Exercise:
All lines from the first line of the material up to and including the line with "use std::fmt;" must be copied exactly, and no others.

Recorded information:
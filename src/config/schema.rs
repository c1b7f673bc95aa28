//! Typed configuration values and the declarative rule tables that describe
//! the on-disk `voice.config.json` shape.
//!
//! The value structs ([`RootConfig`], [`TranslationConfig`],
//! [`CharacterProfile`]) are only ever produced by the validator and are
//! immutable afterwards.  The rule tables ([`FieldRule`], [`PathRule`],
//! [`RangeRule`]) are consumed by [`crate::config::validate`] and double as
//! the source for error messages.

use std::fmt;
use std::path::{Path, PathBuf};
use std::str::FromStr;

use serde::{Deserialize, Serialize};

use crate::request::InferenceParameters;

/// Number of previous lines sent to the translation backend as context when
/// `translate.context_size` is not set.
pub const DEFAULT_CONTEXT_SIZE: u32 = 2;

// ---------------------------------------------------------------------------
// ProviderKind
// ---------------------------------------------------------------------------

/// Translation backend flavour (`translate.model_type`).
#[derive(Debug, Clone, Copy, PartialEq, Eq, Hash, Serialize, Deserialize)]
#[serde(rename_all = "lowercase")]
pub enum ProviderKind {
    /// Local LLM served by Ollama.  Needs no API key on a loopback host.
    Ollama,
    OpenAi,
    Anthropic,
    Google,
    Mistral,
    Cohere,
    /// Self-hosted or otherwise unlisted backend.  Never needs an API key.
    Custom,
}

impl ProviderKind {
    /// Every accepted value, in the order they are listed in error messages.
    pub const ALL: [ProviderKind; 7] = [
        Self::Ollama,
        Self::OpenAi,
        Self::Anthropic,
        Self::Google,
        Self::Mistral,
        Self::Cohere,
        Self::Custom,
    ];

    pub fn as_str(self) -> &'static str {
        match self {
            Self::Ollama => "ollama",
            Self::OpenAi => "openai",
            Self::Anthropic => "anthropic",
            Self::Google => "google",
            Self::Mistral => "mistral",
            Self::Cohere => "cohere",
            Self::Custom => "custom",
        }
    }

    /// Comma-separated list of accepted values.
    pub fn accepted_values() -> String {
        Self::ALL
            .iter()
            .map(|kind| kind.as_str())
            .collect::<Vec<_>>()
            .join(", ")
    }
}

impl fmt::Display for ProviderKind {
    fn fmt(&self, f: &mut fmt::Formatter<'_>) -> fmt::Result {
        f.write_str(self.as_str())
    }
}

impl FromStr for ProviderKind {
    type Err = String;

    fn from_str(s: &str) -> Result<Self, Self::Err> {
        Self::ALL
            .into_iter()
            .find(|kind| kind.as_str() == s)
            .ok_or_else(|| s.to_string())
    }
}

// ---------------------------------------------------------------------------
// TranslationConfig
// ---------------------------------------------------------------------------

/// Connection settings of an enabled translation backend.
#[derive(Debug, Clone, PartialEq, Serialize, Deserialize)]
pub struct TranslationBackend {
    #[serde(rename = "model_type")]
    pub provider: ProviderKind,
    pub base_url: String,
    #[serde(default, skip_serializing_if = "Option::is_none")]
    pub api_key: Option<String>,
    pub model_name: String,
    /// Number of previous lines passed as context.
    #[serde(default, skip_serializing_if = "Option::is_none")]
    pub context_size: Option<u32>,
    /// Extra instructions appended to the translation prompt.
    #[serde(default, skip_serializing_if = "Option::is_none")]
    pub additional_prompt: Option<String>,
}

impl TranslationBackend {
    /// Configured context size, or [`DEFAULT_CONTEXT_SIZE`].
    pub fn context_size(&self) -> u32 {
        self.context_size.unwrap_or(DEFAULT_CONTEXT_SIZE)
    }
}

/// The `translate` block.
///
/// When `enabled` is `false` the remaining fields are never inspected and
/// `backend` is `None`.
#[derive(Debug, Clone, PartialEq, Serialize)]
pub struct TranslationConfig {
    pub enabled: bool,
    #[serde(flatten)]
    pub backend: Option<TranslationBackend>,
}

impl TranslationConfig {
    pub fn disabled() -> Self {
        Self {
            enabled: false,
            backend: None,
        }
    }
}

// ---------------------------------------------------------------------------
// CharacterProfile
// ---------------------------------------------------------------------------

/// One character's voice models and synthesis settings.
#[derive(Debug, Clone, PartialEq, Serialize, Deserialize)]
pub struct CharacterProfile {
    #[serde(rename = "character_name")]
    pub name: String,
    /// GPT model file, relative to the GPT-SoVITS install directory.
    #[serde(rename = "gpt")]
    pub gpt_model: PathBuf,
    /// SoVITS model file, relative to the GPT-SoVITS install directory.
    #[serde(rename = "sovits")]
    pub sovits_model: PathBuf,
    /// Reference audio clip, used as given.
    pub ref_audio: PathBuf,
    /// Transcript of `ref_audio`.
    pub ref_text: String,
    #[serde(default, skip_serializing_if = "Option::is_none")]
    pub prompt: Option<String>,
    #[serde(default, skip_serializing_if = "Option::is_none")]
    pub translate_to: Option<String>,
    #[serde(
        default,
        rename = "inferrence_config",
        alias = "inference_config",
        skip_serializing_if = "Option::is_none"
    )]
    pub inference: Option<InferenceParameters>,
}

impl CharacterProfile {
    pub fn gpt_model_path(&self, install_dir: &Path) -> PathBuf {
        install_dir.join(&self.gpt_model)
    }

    pub fn sovits_model_path(&self, install_dir: &Path) -> PathBuf {
        install_dir.join(&self.sovits_model)
    }

    /// Target language for translated lines.  An empty string counts as
    /// "no translation".
    pub fn translation_target(&self) -> Option<&str> {
        self.translate_to.as_deref().filter(|lang| !lang.is_empty())
    }
}

// ---------------------------------------------------------------------------
// RootConfig
// ---------------------------------------------------------------------------

/// Fully validated `voice.config.json`.
#[derive(Debug, Clone, PartialEq, Serialize)]
pub struct RootConfig {
    /// Playback volume.
    pub volume: f64,
    /// Base URL of the GPT-SoVITS API server.
    #[serde(rename = "gpt_sovits_url")]
    pub synthesis_service_url: String,
    /// GPT-SoVITS install directory; model paths are resolved against it.
    #[serde(rename = "gpt_sovits_path")]
    pub synthesis_service_path: PathBuf,
    pub model_version: String,
    #[serde(rename = "translate")]
    pub translation: TranslationConfig,
    pub characters: Vec<CharacterProfile>,
}

impl RootConfig {
    /// First character named `name`.  Later duplicates are shadowed.
    pub fn character(&self, name: &str) -> Option<&CharacterProfile> {
        self.characters.iter().find(|c| c.name == name)
    }

    pub fn character_names(&self) -> Vec<&str> {
        self.characters.iter().map(|c| c.name.as_str()).collect()
    }
}

// ---------------------------------------------------------------------------
// Rule tables
// ---------------------------------------------------------------------------

/// JSON shape a field must have.
#[derive(Debug, Clone, Copy, PartialEq, Eq)]
pub enum FieldKind {
    /// Non-empty string.
    Text,
    /// Number strictly greater than zero.
    PositiveNumber,
    Flag,
    List,
    Table,
}

impl FieldKind {
    /// Phrase used in "must be ..." messages.
    pub fn describe(self) -> &'static str {
        match self {
            Self::Text => "a non-empty string",
            Self::PositiveNumber => "a positive number",
            Self::Flag => "a boolean",
            Self::List => "an array",
            Self::Table => "an object",
        }
    }
}

/// A required field and its expected shape.
#[derive(Debug, Clone, Copy)]
pub struct FieldRule {
    pub name: &'static str,
    pub kind: FieldKind,
}

const fn required(name: &'static str, kind: FieldKind) -> FieldRule {
    FieldRule { name, kind }
}

/// How a path-valued field is resolved before the existence check.
#[derive(Debug, Clone, Copy, PartialEq, Eq)]
pub enum PathBase {
    AsGiven,
    /// Joined onto `gpt_sovits_path`.
    InstallDir,
}

/// A string field that must name an existing filesystem entry.
#[derive(Debug, Clone, Copy)]
pub struct PathRule {
    pub field: &'static str,
    pub base: PathBase,
}

/// Closed numeric range for an optional inference knob.
#[derive(Debug, Clone, Copy)]
pub struct RangeRule {
    pub field: &'static str,
    pub min: f64,
    pub max: f64,
}

impl RangeRule {
    pub fn contains(&self, value: f64) -> bool {
        (self.min..=self.max).contains(&value)
    }
}

pub const VOLUME_RULE: FieldRule = required("volume", FieldKind::PositiveNumber);

/// Synthesis service location.  The install directory must exist before
/// `model_version` is looked at.
pub const SERVICE_FIELDS: &[FieldRule] = &[
    required("gpt_sovits_url", FieldKind::Text),
    required("gpt_sovits_path", FieldKind::Text),
];
pub const SERVICE_PATHS: &[PathRule] = &[PathRule {
    field: "gpt_sovits_path",
    base: PathBase::AsGiven,
}];

pub const MODEL_VERSION_RULE: FieldRule = required("model_version", FieldKind::Text);

pub const TRANSLATE_RULE: FieldRule = required("translate", FieldKind::Table);
pub const CHARACTERS_RULE: FieldRule = required("characters", FieldKind::List);

pub const TRANSLATE_ENABLED_RULE: FieldRule = required("enabled", FieldKind::Flag);
pub const TRANSLATE_PROVIDER_FIELD: &str = "model_type";
pub const TRANSLATE_BACKEND_FIELDS: &[FieldRule] = &[
    required("base_url", FieldKind::Text),
    required("model_name", FieldKind::Text),
];
pub const TRANSLATE_API_KEY_FIELD: &str = "api_key";
/// Pre-`base_url` name of the Ollama endpoint.
pub const LEGACY_ENDPOINT_FIELD: &str = "ollama_endpoint";

pub const CHARACTER_FIELDS: &[FieldRule] = &[
    required("character_name", FieldKind::Text),
    required("gpt", FieldKind::Text),
    required("sovits", FieldKind::Text),
    required("ref_audio", FieldKind::Text),
    required("ref_text", FieldKind::Text),
];

pub const CHARACTER_PATHS: &[PathRule] = &[
    PathRule {
        field: "gpt",
        base: PathBase::InstallDir,
    },
    PathRule {
        field: "sovits",
        base: PathBase::InstallDir,
    },
    PathRule {
        field: "ref_audio",
        base: PathBase::AsGiven,
    },
];

/// Key names accepted for the per-character inference block.
pub const INFERENCE_FIELDS: &[&str] = &["inferrence_config", "inference_config"];
pub const LANGUAGE_FIELDS: &[&str] = &["prompt_language", "text_language"];

pub const INFERENCE_RANGES: &[RangeRule] = &[
    RangeRule {
        field: "top_k",
        min: 1.0,
        max: 100.0,
    },
    RangeRule {
        field: "top_p",
        min: 0.0,
        max: 1.0,
    },
    RangeRule {
        field: "temperature",
        min: 0.0,
        max: 1.0,
    },
    RangeRule {
        field: "speed",
        min: 0.6,
        max: 1.65,
    },
];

Response for this exercise:
filename src/config/schema.rs
repository c1b7f673bc95aa28
//! Typed configuration values and the declarative rule tables that describe
//! the on-disk `voice.config.json` shape.
//!
//! The value structs ([`RootConfig`], [`TranslationConfig`],
//! [`CharacterProfile`]) are only ever produced by the validator and are
//! immutable afterwards.  The rule tables ([`FieldRule`], [`PathRule`],
//! [`RangeRule`]) are consumed by [`crate::config::validate`] and double as
//! the source for error messages.

use std::fmt;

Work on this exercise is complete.